Исторически сложилось так, что дизель во Франции дешевле бензина. Как следствие, дизельные машины очень популярны. Но дизель больше загрязняет окружающую среду. И Макрон предпринял попытку уравнять цену на оба вида топлива, что, в общем, не лишено экологической логики.  Это вызвало воспламенение скопившегося социального горючего. Цены на топливо давно вызывали раздражение в обществе, и для вспышки хватило искры. Французы в массе своей работают далеко от жилья. Многие живут в сельской местности, но работают в городе. Так опять же сложилось исторически, но глобализация тоже помогла: мелкий французский бизнес по меньшей мере два десятилетия сдавал позиции перед дешевым китайским импортом. В общем, в селе не стало работы, а жилье осталось. Итог — повышенная нагрузка на инфраструктуру. Общественный транспорт перегружен и в провинции не везде доступен. От транспорта частного на дорогах пробки. При стоимости литра топлива в среднем 1,45 евро на налоги приходится 0,9 евро.

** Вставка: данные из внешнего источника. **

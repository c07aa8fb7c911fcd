// ============================================================================
// Configuration
// ============================================================================
// Toutes les constantes de l'application (chemins, devise, fenêtre en jours)
// sont regroupées dans une seule valeur Config, construite une fois dans main()
// puis passée au bootstrap et au serveur web.
//
// CONCEPTS RUST :
// 1. impl Default : valeurs par défaut d'une structure
// 2. std::env::var : lecture optionnelle des variables d'environnement
// 3. PathBuf : chemin possédé (owned), à l'inverse de &Path
// ============================================================================

use std::path::PathBuf;

use tracing::warn;

/// URL de base de l'API publique CoinGecko
pub const DEFAULT_API_BASE_URL: &str = "https://api.coingecko.com/api/v3";

/// Configuration complète de l'application
#[derive(Debug, Clone, PartialEq)]
pub struct Config {
    /// Fichier texte listant les cryptos (un identifiant par ligne)
    pub asset_list_path: PathBuf,

    /// Fichier Parquet qui sert de store
    pub store_path: PathBuf,

    /// Devise de cotation (ex: "usd")
    pub vs_currency: String,

    /// Fenêtre d'historique demandée à CoinGecko, en jours
    pub days: u32,

    /// Nombre maximum de lignes affichées dans la page de détail
    pub table_rows: usize,

    /// URL de base de l'API CoinGecko
    pub api_base_url: String,

    /// Clé d'API CoinGecko (plan "demo"), optionnelle
    pub api_key: Option<String>,

    /// Adresse d'écoute du serveur HTTP
    pub bind_addr: String,

    /// Répertoire des fichiers de logs
    pub log_dir: PathBuf,
}

impl Default for Config {
    fn default() -> Self {
        Self {
            asset_list_path: PathBuf::from("cryptocurrencies.txt"),
            store_path: PathBuf::from("crypto_data.parquet"),
            vs_currency: "usd".to_string(),
            days: 365,
            table_rows: 365,
            api_base_url: DEFAULT_API_BASE_URL.to_string(),
            api_key: None,
            bind_addr: "127.0.0.1:5000".to_string(),
            log_dir: PathBuf::from("./logs"),
        }
    }
}

impl Config {
    /// Construit la configuration par défaut puis applique les surcharges
    /// présentes dans l'environnement
    pub fn from_env() -> Self {
        Self::from_lookup(|key| std::env::var(key).ok())
    }

    /// Variante testable de from_env() : `lookup` joue le rôle de std::env::var
    ///
    /// CONCEPT RUST : Closures génériques
    /// - F: Fn(&str) -> Option<String> accepte n'importe quelle fonction de lecture
    /// - Les tests passent une HashMap au lieu de modifier l'environnement du process
    pub fn from_lookup<F>(lookup: F) -> Self
    where
        F: Fn(&str) -> Option<String>,
    {
        let mut config = Self::default();

        if let Some(path) = lookup("CRYPTOBOARD_ASSETS") {
            config.asset_list_path = PathBuf::from(path);
        }
        if let Some(path) = lookup("CRYPTOBOARD_STORE") {
            config.store_path = PathBuf::from(path);
        }
        if let Some(currency) = lookup("CRYPTOBOARD_VS_CURRENCY") {
            config.vs_currency = currency.trim().to_lowercase();
        }
        if let Some(raw) = lookup("CRYPTOBOARD_DAYS") {
            match raw.trim().parse::<u32>() {
                Ok(days) if days > 0 => config.days = days,
                _ => warn!(value = %raw, "Ignoring invalid CRYPTOBOARD_DAYS"),
            }
        }
        if let Some(url) = lookup("COINGECKO_API_URL") {
            config.api_base_url = url.trim_end_matches('/').to_string();
        }
        config.api_key = lookup("COINGECKO_API_KEY").filter(|key| !key.trim().is_empty());
        if let Some(addr) = lookup("CRYPTOBOARD_ADDR") {
            config.bind_addr = addr;
        }

        config
    }
}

Понятно что и налоги, и их рост больнее всего бьют по тем, кто беднее, — цены-то на заправках одинаковы для всех. Но, с другой стороны, эти же налоги обеспечивают социальную поддержку бедных. Когда же акциз, вызвавший вспышку недовольства, был отменен, оказалось, что сама по себе его отмена мало что решает. Это и вызвало новую волну протестов в ситуации, когда они, казалось бы, должны были пойти на спад.  

Русский след: есть или нет?  

Как заявил в воскресенье министр иностранных дел Франции Жан-Ив Ле Дриан, начато расследование о влиянии России на протесты "желтых жилетов". Заодно Ле Дриан призвал и Дональда Трампа, большого "любителя" экологических движений, прекратить ехидно комментировать происходящее во Франции.  

Ранее агентство Bloomberg писало, что к освещению протестов подключились сотни прокремлевских Twitter-аккаунтов, а газета Le Parisien сообщала об аналогичной деятельности в других соцсетях.

Численность французской редакции RТ (бывшая Russia Today) превышает 200 человек. В сети ходит ролик, где мародеры, говорящие по-русски, громят магазин в Париже, а также фото разбитой вывески украинского культурного центра при посольстве и трехбуквенного граффити на фоне Эйфелевой башни. Есть и фото субъектов с флагами ДНР, но субъекты, как выяснилось, местные, французские, из ультраправых, хотя и прикормленные в России.  

Наконец, еще одна деталь: в ответ на многочисленные заявления о причастности Москвы к беспорядкам, учиненным ЖЖ, Дмитрий Песков заявил, что Россия никогда не вмешивается во внутренние дела ни одной страны, а пресс-секретарь Путина, вестимо, врать не станет, ему не впервой. Российское же ТВ тут же предложило контрверсию — мол, это все цветная революция: не иначе Трамп мстит Макрону за попытку создания армии ЕС для войны с США.

Суммируя сказанное, можно ли говорить о "русском следе" в парижских протестах?  

И да, и нет, но, скорее нет, чем да. Да — потому, что россияне пользуются каждой щелью, в которую могут заползти и закрепиться в ней на Западе, как клопы в диване. Но ни клопы, ни россияне не создают щели сами и не расширяют их, у них нет для этого ресурса. Зато они активно заселяют щели, возникающие без их участия.  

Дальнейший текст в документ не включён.